EXERCISE INSTRUCTIONS —
Please give back an exact reproduction of the lines from the one with "let bytes = block.serialize();" through the end of the entries below, and no others.

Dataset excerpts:
=== Section Start ===

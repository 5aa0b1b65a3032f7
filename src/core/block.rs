// Block data structures

use crate::core::{Hash256, hash256, Transaction, Serializable};
use std::io::{Read, Cursor};
use super::serialize::{write_varint, read_count, read_array};

/// Size of the canonical header encoding
pub const HEADER_SIZE: usize = 84;

/// Block header - 84 bytes
#[derive(Debug, Clone, PartialEq, Eq)]
pub struct BlockHeader {
    /// Block version
    pub version: u32,
    /// Hash of the previous block
    pub prev_hash: Hash256,
    /// Merkle root of all transactions in the block
    pub merkle_root: Hash256,
    /// Block timestamp (Unix seconds)
    pub timestamp: u64,
    /// Difficulty in leading-zero bits; target = 2^(256 - difficulty)
    pub difficulty: u32,
    /// Nonce for proof-of-work
    pub nonce: u32,
}

impl BlockHeader {
    /// Create a new block header
    pub fn new(
        version: u32,
        prev_hash: Hash256,
        merkle_root: Hash256,
        timestamp: u64,
        difficulty: u32,
        nonce: u32,
    ) -> Self {
        Self {
            version,
            prev_hash,
            merkle_root,
            timestamp,
            difficulty,
            nonce,
        }
    }

    /// Calculate the hash of this block header
    pub fn hash(&self) -> Hash256 {
        hash256(&self.serialize())
    }

    /// Serialize the block header (always 84 bytes)
    pub fn serialize(&self) -> [u8; HEADER_SIZE] {
        let mut buf = [0u8; HEADER_SIZE];
        buf[0..4].copy_from_slice(&self.version.to_le_bytes());
        buf[4..36].copy_from_slice(self.prev_hash.as_bytes());
        buf[36..68].copy_from_slice(self.merkle_root.as_bytes());
        buf[68..76].copy_from_slice(&self.timestamp.to_le_bytes());
        buf[76..80].copy_from_slice(&self.difficulty.to_le_bytes());
        buf[80..84].copy_from_slice(&self.nonce.to_le_bytes());
        buf
    }

    /// Read a header from a stream
    pub fn from_reader(reader: &mut dyn Read) -> Result<Self, String> {
        let bytes: [u8; HEADER_SIZE] = read_array(reader)
            .map_err(|e| format!("Block header too short: {}", e))?;
        Ok(Self::from_bytes(&bytes))
    }

    fn from_bytes(b: &[u8; HEADER_SIZE]) -> Self {
        let le_u32 = |at: usize| u32::from_le_bytes([b[at], b[at + 1], b[at + 2], b[at + 3]]);
        let mut timestamp = [0u8; 8];
        timestamp.copy_from_slice(&b[68..76]);
        let mut prev = [0u8; 32];
        prev.copy_from_slice(&b[4..36]);
        let mut merkle = [0u8; 32];
        merkle.copy_from_slice(&b[36..68]);

        Self {
            version: le_u32(0),
            prev_hash: Hash256::new(prev),
            merkle_root: Hash256::new(merkle),
            timestamp: u64::from_le_bytes(timestamp),
            difficulty: le_u32(76),
            nonce: le_u32(80),
        }
    }

    /// Deserialize a block header
    pub fn deserialize(data: &[u8]) -> Result<Self, String> {
        if data.len() != HEADER_SIZE {
            return Err(format!("Block header must be {} bytes, got {}", HEADER_SIZE, data.len()));
        }
        let mut cursor = Cursor::new(data);
        Self::from_reader(&mut cursor)
    }
}

/// Block - contains header and transactions
#[derive(Debug, Clone, PartialEq, Eq)]
pub struct Block {
    /// Block header
    pub header: BlockHeader,
    /// Transactions in this block
    pub transactions: Vec<Transaction>,
}

impl Block {
    /// Create a new block
    pub fn new(header: BlockHeader, transactions: Vec<Transaction>) -> Self {
        Self {
            header,
            transactions,
        }
    }

    /// Create the genesis block: zero prev hash, empty body, zero Merkle root
    pub fn genesis(timestamp: u64, difficulty: u32) -> Self {
        let header = BlockHeader::new(
            1,
            Hash256::zero(),
            Self::calculate_merkle_root(&[]),
            timestamp,
            difficulty,
            0,
        );

        Self {
            header,
            transactions: Vec::new(),
        }
    }

    /// Calculate Merkle root from transactions
    pub fn calculate_merkle_root(transactions: &[Transaction]) -> Hash256 {
        let hashes: Vec<Hash256> = transactions.iter().map(|tx| tx.txid()).collect();
        merkle_root(hashes)
    }

    /// Get the block hash
    pub fn hash(&self) -> Hash256 {
        self.header.hash()
    }

    /// Check if this block has the genesis shape
    pub fn is_genesis(&self) -> bool {
        self.header.prev_hash.is_zero()
    }

    pub fn coinbase(&self) -> Option<&Transaction> {
        self.transactions.first().filter(|tx| tx.is_coinbase())
    }
}

/// Pairwise Merkle root over an ordered hash list. An odd level duplicates its
/// last element; an empty list yields the zero hash.
pub fn merkle_root(mut hashes: Vec<Hash256>) -> Hash256 {
    if hashes.is_empty() {
        return Hash256::zero();
    }

    while hashes.len() > 1 {
        let mut next_level = Vec::with_capacity(hashes.len().div_ceil(2));

        for chunk in hashes.chunks(2) {
            let left = chunk[0];
            let right = if chunk.len() == 2 { chunk[1] } else { chunk[0] };

            let mut combined = [0u8; 64];
            combined[..32].copy_from_slice(left.as_bytes());
            combined[32..].copy_from_slice(right.as_bytes());
            next_level.push(hash256(&combined));
        }

        hashes = next_level;
    }

    hashes[0]
}

impl Serializable for Block {
    fn serialize(&self) -> Vec<u8> {
        let mut buf = Vec::new();
        buf.extend_from_slice(&self.header.serialize());

        let _ = write_varint(&mut buf, self.transactions.len() as u64);
        for tx in &self.transactions {
            buf.extend_from_slice(&tx.serialize());
        }

        buf
    }

    fn deserialize(data: &[u8]) -> Result<Self, String> {
        let mut cursor = Cursor::new(data);

        let header = BlockHeader::from_reader(&mut cursor)?;

        let tx_count = read_count(&mut cursor).map_err(|e| e.to_string())?;
        let mut transactions = Vec::with_capacity(tx_count.min(1024));
        for _ in 0..tx_count {
            transactions.push(Transaction::from_reader(&mut cursor)?);
        }

        if cursor.position() as usize != data.len() {
            return Err("Trailing bytes after block".to_string());
        }

        Ok(Self {
            header,
            transactions,
        })
    }
}

#[cfg(test)]
mod tests {
    use super::*;
    use crate::core::{TxInput, TxOutput};

    fn sample_header() -> BlockHeader {
        BlockHeader::new(1, Hash256::new([3; 32]), Hash256::new([4; 32]), 1_700_000_000, 12, 99)
    }

    fn spend(tag: u8) -> Transaction {
        let mut input = TxInput::new(Hash256::new([tag; 32]), 0);
        input.spend_proof = vec![tag];
        Transaction::new(vec![input], vec![TxOutput::new(10, "x")])
    }

    #[test]
    fn test_block_header_serialization() {
        let header = sample_header();
        let serialized = header.serialize();
        assert_eq!(serialized.len(), HEADER_SIZE);

        let deserialized = BlockHeader::deserialize(&serialized).unwrap();
        assert_eq!(header, deserialized);
        assert_eq!(deserialized.hash(), header.hash());
    }

    #[test]
    fn test_header_rejects_wrong_length() {
        assert!(BlockHeader::deserialize(&[0u8; 80]).is_err());
    }

    #[test]
    fn test_nonce_changes_hash() {
        let header = sample_header();
        let mut other = header.clone();
        other.nonce += 1;
        assert_ne!(header.hash(), other.hash());
    }

    #[test]
    fn test_genesis_block() {
        let genesis = Block::genesis(1_700_000_000, 1);
        assert!(genesis.is_genesis());
        assert!(genesis.transactions.is_empty());
        assert_eq!(genesis.header.merkle_root, Hash256::zero());
        assert_eq!(genesis.hash(), Block::genesis(1_700_000_000, 1).hash());
    }

    #[test]
    fn test_merkle_root_single_tx() {
        let tx = Transaction::coinbase(1, "A", 50);
        let merkle = Block::calculate_merkle_root(std::slice::from_ref(&tx));
        assert_eq!(merkle, tx.txid());
    }

    #[test]
    fn test_merkle_root_odd_count_duplicates_last() {
        let txs = vec![spend(1), spend(2), spend(3)];
        let mut padded = txs.clone();
        padded.push(spend(3));
        assert_eq!(
            Block::calculate_merkle_root(&txs),
            Block::calculate_merkle_root(&padded)
        );
    }

    #[test]
    fn test_merkle_root_order_sensitive() {
        let a = spend(1);
        let b = spend(2);
        assert_ne!(
            Block::calculate_merkle_root(&[a.clone(), b.clone()]),
            Block::calculate_merkle_root(&[b, a])
        );
    }

    #[test]
    fn test_merkle_root_detects_tampering() {
        let txs = vec![spend(1), spend(2), spend(3), spend(4)];
        let root = Block::calculate_merkle_root(&txs);

        let mut tampered = txs.clone();
        tampered[2].inputs[0].spend_proof[0] ^= 0x01;
        assert_ne!(root, Block::calculate_merkle_root(&tampered));

        let mut tampered = txs;
        tampered[3].outputs[0].amount += 1;
        assert_ne!(root, Block::calculate_merkle_root(&tampered));
    }

    #[test]
    fn test_block_serialization() {
        let txs = vec![Transaction::coinbase(5, "A", 50), spend(7)];
        let block = Block::new(sample_header(), txs);
        let bytes = block.serialize();
        assert_eq!(Block::deserialize(&bytes).unwrap(), block);

        let mut trailing = bytes.clone();
        trailing.push(0);
        assert!(Block::deserialize(&trailing).is_err());
        assert!(Block::deserialize(&bytes[..bytes.len() - 2]).is_err());
    }
}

=== Section End ===

RESPONSE TO THE EXERCISE —
        let bytes = block.serialize();
        assert_eq!(Block::deserialize(&bytes).unwrap(), block);

        let mut trailing = bytes.clone();
        trailing.push(0);
        assert!(Block::deserialize(&trailing).is_err());
        assert!(Block::deserialize(&bytes[..bytes.len() - 2]).is_err());
    }
}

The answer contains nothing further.